Supported through an AEA Seed grant, Sugar-AI builds on JCU’s earlier proof-of-concept to deliver a fully operational prototype that uses freely available satellite imagery and machine learning to assess crop health at scale. Working closely with Herbert Cane Productivity Services Ltd (HCPSL), Burdekin Productivity Services (BPS) and Sugar Research Australia (SRA), the team developed an easy-to-use map-based interface that allows growers and agronomists to draw paddock boundaries, view vegetation health indicators and generate AI-driven RSD risk maps in real time.
Extensive field sampling in North Queensland, paired with gold-standard laboratory testing, enabled the team to build and validate new machine learning models using multiyear RSD datasets. Notably, a newly developed weather-enhanced model, combining satellite and Bureau of Meteorology data, achieved up to 95% diagnostic accuracy, a major leap forward for non-invasive crop disease detection. These methods and results were further validated through publication in Computers and Electronics in Agriculture and Information Processing in Agriculture, two leading international ag-tech journal.

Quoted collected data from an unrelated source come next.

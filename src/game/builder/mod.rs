//! Builder Module
//!
//! Ghost preview, snap-zone tracking and commit/removal decisions for
//! modular building pieces.

pub mod catalog;
pub mod director;
pub mod error;
pub mod ghost;
pub mod rules;
pub mod selection;
pub mod snap;

pub use catalog::{Catalog, CatalogEntry, ObjectStyle, ObjectType, TemplateId};
pub use director::{PlacementDecision, PlacementDirector, PlacementOutcome, RemovalOutcome, StructureHost};
pub use error::BuildError;
pub use ghost::{GhostController, GhostInstance};
pub use rules::{PlacementRules, MAX_SLOPE_DEGREES};
pub use selection::SelectionState;
pub use snap::{Pose, SnapSide, SnapState, SnapZone, SnapZoneTracker, ZoneId, SNAP_RELEASE_DISTANCE};
//! Game Module
//!
//! Building-piece placement built on top of the engine's surface hits and
//! input actions.

pub mod builder;
pub mod config;
pub mod systems;

pub use builder::{
    BuildError, Catalog, CatalogEntry, GhostController, GhostInstance, ObjectStyle, ObjectType,
    PlacementDecision, PlacementDirector, PlacementOutcome, PlacementRules, Pose, RemovalOutcome,
    SelectionState, SnapSide, SnapState, SnapZone, SnapZoneTracker, StructureHost, TemplateId,
    ZoneId,
};
pub use config::{BuildConfig, CatalogConfig, ConfigError};
pub use systems::{BuildSystem, TickOutcome};
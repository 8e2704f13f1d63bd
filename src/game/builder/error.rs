//! Build errors surfaced to the host/UI. None of them are fatal.

use thiserror::Error;

#[derive(Debug, Clone, Copy, PartialEq, Eq, Error)]
pub enum BuildError {
    /// Selection index outside the catalog; the selection is left unchanged.
    #[error("selection index {index} is outside the catalog ({len} entries)")]
    OutOfRangeSelection { index: usize, len: usize },
    /// Commit attempted with nothing left of the entry; nothing was placed.
    #[error("catalog entry {index} is depleted")]
    DepletedCatalogEntry { index: usize },
}
//! Terrain layer of the maze and the coordinate types used to walk it.

#[derive(Clone, Copy, Debug, PartialEq, Eq, Hash)]
pub enum Tile {
    Wall,
    Floor,
    Exit,
    Gate,
    PowerUp,
}

impl Tile {
    /// Cells the adversary may stand on. Unsolved gates block everyone.
    pub fn passable(self) -> bool {
        !matches!(self, Tile::Wall | Tile::Gate)
    }
}

#[derive(Clone, Copy, Debug, PartialEq, Eq, Hash)]
pub struct Pos {
    pub x: usize,
    pub y: usize,
}

impl Pos {
    pub const fn new(x: usize, y: usize) -> Self {
        Self { x, y }
    }

    /// Neighbour `dist` cells away, or `None` when it would leave a
    /// `width` x `height` grid.
    pub fn offset(self, dir: Dir, dist: usize, width: usize, height: usize) -> Option<Pos> {
        let (dx, dy) = dir.delta();
        let nx = self.x as isize + dx * dist as isize;
        let ny = self.y as isize + dy * dist as isize;
        if nx < 0 || ny < 0 {
            return None;
        }
        let (nx, ny) = (nx as usize, ny as usize);
        if nx >= width || ny >= height {
            return None;
        }
        Some(Pos { x: nx, y: ny })
    }

    pub fn step(self, dir: Dir, width: usize, height: usize) -> Option<Pos> {
        self.offset(dir, 1, width, height)
    }

    pub fn manhattan(self, other: Pos) -> usize {
        self.x.abs_diff(other.x) + self.y.abs_diff(other.y)
    }
}

#[derive(Clone, Copy, Debug, PartialEq, Eq, Hash)]
pub enum Dir {
    Up,
    Down,
    Left,
    Right,
}

impl Dir {
    pub const ALL: [Dir; 4] = [Dir::Up, Dir::Down, Dir::Left, Dir::Right];

    pub fn delta(self) -> (isize, isize) {
        match self {
            Dir::Up => (0, -1),
            Dir::Down => (0, 1),
            Dir::Left => (-1, 0),
            Dir::Right => (1, 0),
        }
    }
}

#[derive(Clone, Debug, PartialEq, Eq)]
pub struct TerrainGrid {
    width: usize,
    height: usize,
    tiles: Vec<Tile>,
}

impl TerrainGrid {
    pub fn filled(width: usize, height: usize, tile: Tile) -> Self {
        Self {
            width,
            height,
            tiles: vec![tile; width * height],
        }
    }

    pub fn width(&self) -> usize {
        self.width
    }

    pub fn height(&self) -> usize {
        self.height
    }

    pub fn in_bounds(&self, pos: Pos) -> bool {
        pos.x < self.width && pos.y < self.height
    }

    /// Out-of-bounds reads see a wall, so callers never index past the edge.
    pub fn tile(&self, pos: Pos) -> Tile {
        if !self.in_bounds(pos) {
            return Tile::Wall;
        }
        self.tiles[self.index(pos)]
    }

    pub fn set(&mut self, pos: Pos, tile: Tile) {
        if !self.in_bounds(pos) {
            return;
        }
        let idx = self.index(pos);
        self.tiles[idx] = tile;
    }

    pub fn step(&self, pos: Pos, dir: Dir) -> Option<Pos> {
        pos.step(dir, self.width, self.height)
    }

    pub fn neighbors(&self, pos: Pos) -> impl Iterator<Item = Pos> + '_ {
        Dir::ALL.into_iter().filter_map(move |dir| self.step(pos, dir))
    }

    pub fn is_border(&self, pos: Pos) -> bool {
        pos.x == 0 || pos.y == 0 || pos.x + 1 == self.width || pos.y + 1 == self.height
    }

    pub fn positions(&self) -> impl Iterator<Item = Pos> + '_ {
        (0..self.height).flat_map(move |y| (0..self.width).map(move |x| Pos { x, y }))
    }

    pub fn count(&self, tile: Tile) -> usize {
        self.tiles.iter().filter(|t| **t == tile).count()
    }

    fn index(&self, pos: Pos) -> usize {
        pos.y * self.width + pos.x
    }
}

Sugar-AI has been enthusiastically received during demonstrations with growers and productivity services, and its showcase at the 2025 North Queensland Avocado and Horticulture Show and the 2025 Biosecurity Showcase in Cairns attracted strong interest from researchers, investors and agri-tech companies.
Now at Technology Readiness Level (TRL) 4, the next stage will involve broader field trials across Queensland to progress the technology to TRL 5 and expand its capabilities to detect other crop diseases and stress indicators. As Professor Azghadi notes, “the project demonstrates the power of university–industry collaboration in turning cutting-edge AI into practical tools that strengthen productivity, sustainability and biosecurity across regional Australia.”
AEA is a $1.6 billion Australian Government investment aimed at transforming Australia’s research translation and commercialisation landscape.